Saturday, September 11, 2010

Remembering 9/11

9 years have passed.  I can remember the vivid details of the day.  I have not seen too much of it on TV as I haven't been home, but was just on a website and the pics came up... oh man, seeing those pictures brings it all back, very clearly.  It brings chills.  It brings sadness.

I remember the day unfolding in my dorm room in NYC.  I woke up to get ready for my first class of the day...then went to my computer.  My friend IM'd me asking if I had heard about the WTC?  My initial reaction was... uh... you mean like 7-8 years ago?  She said - go and turn the TV on.  Woh - what's going on.  One tower had been struck by a plane.  The smoke was billowing up into the clouds, flames still bright and smoky.  I stood motionless in front of the TV.  My suitemates started walking over. They sat down.  Then all of a sudden another plane comes across and flies into the 2nd building.  At first, I thought they were showing a video replay of the plane hitting the building, but then I quickly realized that now both buildings had been hit and were on fire. Wow. I could not believe.  In my mind I thought, could this really be happening?  What's going on?  It was shocking to see the plane hit the 2nd tower as it happened - that doesn't happen in today's news.  The broadcasters were just as shocked as we were.  I had to go to class but I didn't want to leave the TV. What's going on? I packed up and left for class.

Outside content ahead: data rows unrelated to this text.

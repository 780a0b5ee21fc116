//! Lifecycle management subsystem.
//!
//! # Data Flow
//! ```text
//! Startup (main.rs):
//!     Load config → Validate → Initialize subsystems → Start listener
//!
//! Shutdown (shutdown.rs):
//!     SIGINT/SIGTERM → broadcast signal → drain connections → exit
//! ```

pub mod shutdown;

pub use shutdown::{wait_for_signal, Shutdown};
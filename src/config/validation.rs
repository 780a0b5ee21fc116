//! Configuration validation.
//!
//! # Responsibilities
//! - Semantic validation (serde handles syntactic)
//! - Check upstream URLs actually parse
//! - Validate value ranges (timeouts nonzero)
//! - Check CORS origins are well-formed
//!
//! # Design Decisions
//! - Returns all validation errors, not just the first
//! - Pure function: ProxyConfig -> Result<(), Vec<ValidationError>>
//! - Runs before config is accepted into the system

use thiserror::Error;
use url::Url;

use crate::config::schema::ProxyConfig;

/// One semantic problem with the configuration.
#[derive(Debug, Error)]
#[error("{field}: {message}")]
pub struct ValidationError {
    pub field: &'static str,
    pub message: String,
}

fn problem(field: &'static str, message: impl Into<String>) -> ValidationError {
    ValidationError {
        field,
        message: message.into(),
    }
}

/// Validate the full configuration, collecting every violation.
pub fn validate_config(config: &ProxyConfig) -> Result<(), Vec<ValidationError>> {
    let mut errors = Vec::new();

    if let Err(e) = Url::parse(&config.upstream.token_url) {
        errors.push(problem("upstream.token_url", format!("not a valid URL: {}", e)));
    }
    if let Err(e) = Url::parse(&config.upstream.states_url) {
        errors.push(problem(
            "upstream.states_url",
            format!("not a valid URL: {}", e),
        ));
    }

    if config.token_fetch.timeout_ms == 0 {
        errors.push(problem("token_fetch.timeout_ms", "must be nonzero"));
    }
    if config.states_fetch.timeout_ms == 0 {
        errors.push(problem("states_fetch.timeout_ms", "must be nonzero"));
    }
    if config.listener.request_timeout_secs == 0 {
        errors.push(problem("listener.request_timeout_secs", "must be nonzero"));
    }

    for origin in &config.security.allow_origin {
        if Url::parse(origin).is_err() {
            errors.push(problem(
                "security.allow_origin",
                format!("{:?} is not a valid origin", origin),
            ));
        }
    }

    if errors.is_empty() {
        Ok(())
    } else {
        Err(errors)
    }
}
//! Metrics collection and exposition.
//!
//! # Responsibilities
//! - Define proxy metrics (requests, latency, cache, upstream, tokens)
//! - Expose a Prometheus-compatible scrape endpoint
//!
//! # Metrics
//! - `proxy_requests_total` (counter): requests by method, route, status
//! - `proxy_request_duration_seconds` (histogram): latency by route
//! - `proxy_upstream_attempts_total` (counter): outbound attempts,
//!   retries included
//! - `proxy_cache_outcomes_total` (counter): fresh / miss / stale serves
//! - `proxy_token_refresh_total` (counter): refreshes by outcome
//! - `proxy_secret_rejections_total` (counter): shared-secret mismatches
//!
//! # Design Decisions
//! - Route label uses the matched route template, never the raw path,
//!   to keep label cardinality bounded
//! - The exporter runs its own listener so scrapes never compete with
//!   proxied traffic

use std::net::SocketAddr;
use std::time::Instant;

use axum::extract::{MatchedPath, Request};
use axum::middleware::Next;
use axum::response::Response;
use metrics::{counter, describe_counter, describe_histogram, histogram};
use metrics_exporter_prometheus::PrometheusBuilder;

/// Install the Prometheus recorder and its scrape listener.
///
/// Failure to install is logged and otherwise ignored; the proxy works
/// without metrics.
pub fn init_metrics(addr: SocketAddr) {
    match PrometheusBuilder::new().with_http_listener(addr).install() {
        Ok(()) => {
            describe_metrics();
            tracing::info!(address = %addr, "Prometheus exporter listening");
        }
        Err(e) => {
            tracing::error!(error = %e, "Failed to install Prometheus exporter");
        }
    }
}

fn describe_metrics() {
    describe_counter!(
        "proxy_requests_total",
        "Requests handled, labeled by method, route, and status"
    );
    describe_histogram!(
        "proxy_request_duration_seconds",
        "Request latency in seconds, labeled by route"
    );
    describe_counter!(
        "proxy_upstream_attempts_total",
        "Outbound upstream attempts, retries included"
    );
    describe_counter!(
        "proxy_cache_outcomes_total",
        "Cache decisions per states request: fresh, miss, stale"
    );
    describe_counter!(
        "proxy_token_refresh_total",
        "Token refresh attempts, labeled by outcome"
    );
    describe_counter!(
        "proxy_secret_rejections_total",
        "Requests rejected for a missing or wrong shared secret"
    );
}

/// Record one handled request.
pub fn record_request(method: &str, route: &str, status: u16, start: Instant) {
    counter!(
        "proxy_requests_total",
        "method" => method.to_string(),
        "route" => route.to_string(),
        "status" => status.to_string()
    )
    .increment(1);
    histogram!("proxy_request_duration_seconds", "route" => route.to_string())
        .record(start.elapsed().as_secs_f64());
}

/// Record one outbound attempt against an upstream endpoint.
pub fn record_upstream_attempt() {
    counter!("proxy_upstream_attempts_total").increment(1);
}

/// Record how a states request was answered: "fresh", "miss", "stale".
pub fn record_cache_outcome(outcome: &'static str) {
    counter!("proxy_cache_outcomes_total", "outcome" => outcome).increment(1);
}

/// Record a token refresh attempt: "success" or "failure".
pub fn record_token_refresh(outcome: &'static str) {
    counter!("proxy_token_refresh_total", "outcome" => outcome).increment(1);
}

/// Record a shared-secret rejection.
pub fn record_secret_rejection() {
    counter!("proxy_secret_rejections_total").increment(1);
}

/// Per-request metrics middleware.
///
/// Added with `route_layer` so it runs after routing and can read the
/// matched route template.
pub async fn track_requests(req: Request, next: Next) -> Response {
    let start = Instant::now();
    let method = req.method().to_string();
    let route = req
        .extensions()
        .get::<MatchedPath>()
        .map(|p| p.as_str().to_string())
        .unwrap_or_else(|| "unmatched".to_string());

    let response = next.run(req).await;

    record_request(&method, &route, response.status().as_u16(), start);
    response
}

In class, the teacher dismissed anyone who needed to connect with family members who worked in the Towers but asked everyone else to stay.  We acknowledged what happened, and then we attempted to go on with class.  The teacher wanted to keep some semblance of order, of regularity, that us watching the news all day or venturing downtown to the site would not do anyone any good.  I got back to my dorm after class and both Towers were engulfed in flames.  Then suddenly 1 just begins collapsing in on itself.  I was so disturbed... what's going on?  Oh man my heart sunk. How many lives were lost.  What will happen?  Who was in there?  Do I have friends or family in there?  I didn't want to leave the TV, but I had to get to my next class - they weren't canceling them.  Afterward as I walked back to my dorm, you could see the smoke clouds billowing high above in the sky.  People were staring at the sky.  People were chattering.  People were scared.  People were dazed.  I came back to the TV and the 2nd tower was gone too.  So surreal...All the phone lines are axed or busy so I can't call my parents.  I send my mom an IM to let her know we're fine. Thank God for IM... it was our means of communicating both on campus with our peers as well as with family whereever they may be.  I am utterly shocked.  I can't believe what I'm seeing.  The two towers... an iconic symbol of NYC... was gone.  More importantly, the people who didn't make it out.  God what is going on.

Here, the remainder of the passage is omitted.